[Post is a little out of order, as we’ve been sans Internet for awhile now]
After getting in some good snorkeling at Pulmo reef, we headed up for a day sail to Ensenada de los Muertos (Bay of the Dead). It was close reach sailing, so we got in near sunset. Spent the night and headed out the next morning for a motor into the wind to Isla Espiritu Santo and anchored on the southeastern side in Playa la Bonanza. Beautifully clear and turquoise water with a great long beach. It was too windy to dive, so we took a long beach walk that evening. You’ll have to take my word for it, as we weren’t in the picture taking mood.
In the morning it was blowing even harder so we gave up the idea of diving and headed off for the 4 hour sail to La Paz. La Paz is the major business city of southern Baja. It doesn’t have the hype of tourist towns.
The old church, still in full use, by the town center.
We stumbled across the cultural center, Centro Cultural La Paz. The exhibits are mostly in Spanish with really interesting old photos of the area, the staff were friendly and the building is classic.
Minor catastrophe – we ran out of the Nate & Al’s Deli pickles that Chris & Di picked up in Beverly Hills while getting more pages in the old passport... guess it’s time for another trip to LA!
Here’s one of the swaying palms in La Paz that is owned by TelCel and supplies our internet access. We use a 3G USB dongle on our laptop called a Banda Ancha in Mexico. It is similar to the Verizon one we used in the states, only the Telcel one is much faster and doesn’t keep dropping out. The only thing Verizon does better is make it easier to pay each month. In Mexico we actually have to go to a TelCel store to buy our monthly allotment of minutes, can’t do it online.
There is a large expat community in Las Paz, mostly Canadian and Americans, along with a huge number of cruisers, or yatisitas, who hang here for extended periods of time. Each morning at 8am on the VHF radio channel 22 there is a cruisers Net. It announces the happenings in town for the day, offers swaps and trades, mail delivery, Bay Watch, Lost & Found, etc. Since foreigners aren’t allowed to sell items while in Mexico, anything that is put for sale on the Net is not listed for sale, but instead it is listed as ‘will swap for coconuts’.
When the locals heard that Jeorgia was in town, they put on some fireworks our first night.
Then just before we left they sent the Navy patrol boat by our boat to offer a salute. Very thoughtful.
The anchorage in La Paz is huge. It can easily handle hundreds of boats. There is a significant tidal current that passes through. This causes the boats to sometimes point with the current, other times with the wind. The boats tend to dance around, often not in tandem. This is known locally as The La Paz Waltz. We stayed at anchor just outside the Marina de La Paz. For 15 pesos a day ($1.20) you get to use their dinghy dock, water, trash, recycle and oil disposal. For another 15 pesos you get a clean, hot shower. Great deal, good on the budget.
However, the anchorage can get a little dicey.

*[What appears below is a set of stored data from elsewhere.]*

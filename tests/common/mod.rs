//! Common fixtures shared across the integration test suite.

#![allow(dead_code)]

use marc_mapping::marcjson::marcjson_to_record;
use marc_mapping::{MappingParameters, ReferenceEntry, SourceRecord, TenantConfiguration};
use serde_json::json;

pub const BIB_LEADER: &str = "01234cam a2200289 a 4500";

/// A book record with a fixed-length 008, a title and two subject headings.
pub fn bib_record() -> SourceRecord {
    marcjson_to_record(&json!({
        "leader": BIB_LEADER,
        "fields": [
            { "001": "in00000001" },
            { "008": "200101s2020    nyu           000 0 eng d" },
            { "020": { "ind1": " ", "ind2": " ", "subfields": [ { "a": "9780306406157" } ] } },
            { "245": { "ind1": "1", "ind2": "0", "subfields": [
                { "a": "Walden;" }, { "b": "or, Life in the woods" }, { "c": "Henry David Thoreau" }
            ] } },
            { "650": { "ind1": " ", "ind2": "0", "subfields": [ { "a": "Nature" } ] } },
            { "650": { "ind1": " ", "ind2": "0", "subfields": [ { "a": "Solitude" } ] } }
        ]
    }))
    .expect("fixture record is well formed")
}

/// A record carrying one 945 item field per `(location, barcode)` pair.
pub fn item_record(items: &[(&str, &str)]) -> SourceRecord {
    let fields: Vec<_> = items
        .iter()
        .map(|(location, barcode)| {
            json!({ "945": { "ind1": " ", "ind2": " ", "subfields": [
                { "a": "PS3053 .A1" }, { "h": location }, { "i": barcode }, { "s": "Available" }
            ] } })
        })
        .collect();
    marcjson_to_record(&json!({ "leader": "00000nx   2200000 a 4500", "fields": fields }))
        .expect("fixture record is well formed")
}

/// Reference tables used by the fixtures.
pub fn parameters() -> MappingParameters {
    MappingParameters::new()
        .with_table(
            "locations",
            vec![
                ReferenceEntry::new("loc-main", Some("MAIN"), "Main Library"),
                ReferenceEntry::new("loc-annex", Some("ANNEX"), "Annex"),
            ],
        )
        .with_table(
            "itemStatuses",
            vec![ReferenceEntry::new("status-available", None, "Available")],
        )
        .with_tenant_configuration(TenantConfiguration::with_timezone("America/New_York"))
}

The photo sequence above shows the number 23 green channel marker buoy drifting through the anchorage after a strong night of breeze. The next day an abandoned ferro-cement boat that had been aground floated off and also drifted by. Either one of these could have caused serious damage to our fiberglass hull if we’d made contact…
As usual we had a set of boat maintenance items to get done when we showed up to La Paz. The lower vertical batten in our jib was tearing away from the sail. We could have hand sewn it back on, but a good zig-zag machine would do a better job. We dropped the sail off at Snug Harbor Sails with Doug the one-eyed sail maker. I was a little concerned about this as the only schedule I could get out of him was to call in in a couple of days. Doug came through and did a good job on the repair for 500 pesos (US$40).
We aren’t sure about our plans right now. We’d really like to see some more of the Sea of Cortez and get in some good skin diving. The problem is that we keep having these winter time winds known in the Sea of Cortez as Northers blow in that make things cold (like low 60’s in the morning) and the water to choppy for diving. If we can’t get some warm swimming in up here, we’ll head over to the mainland and south soon.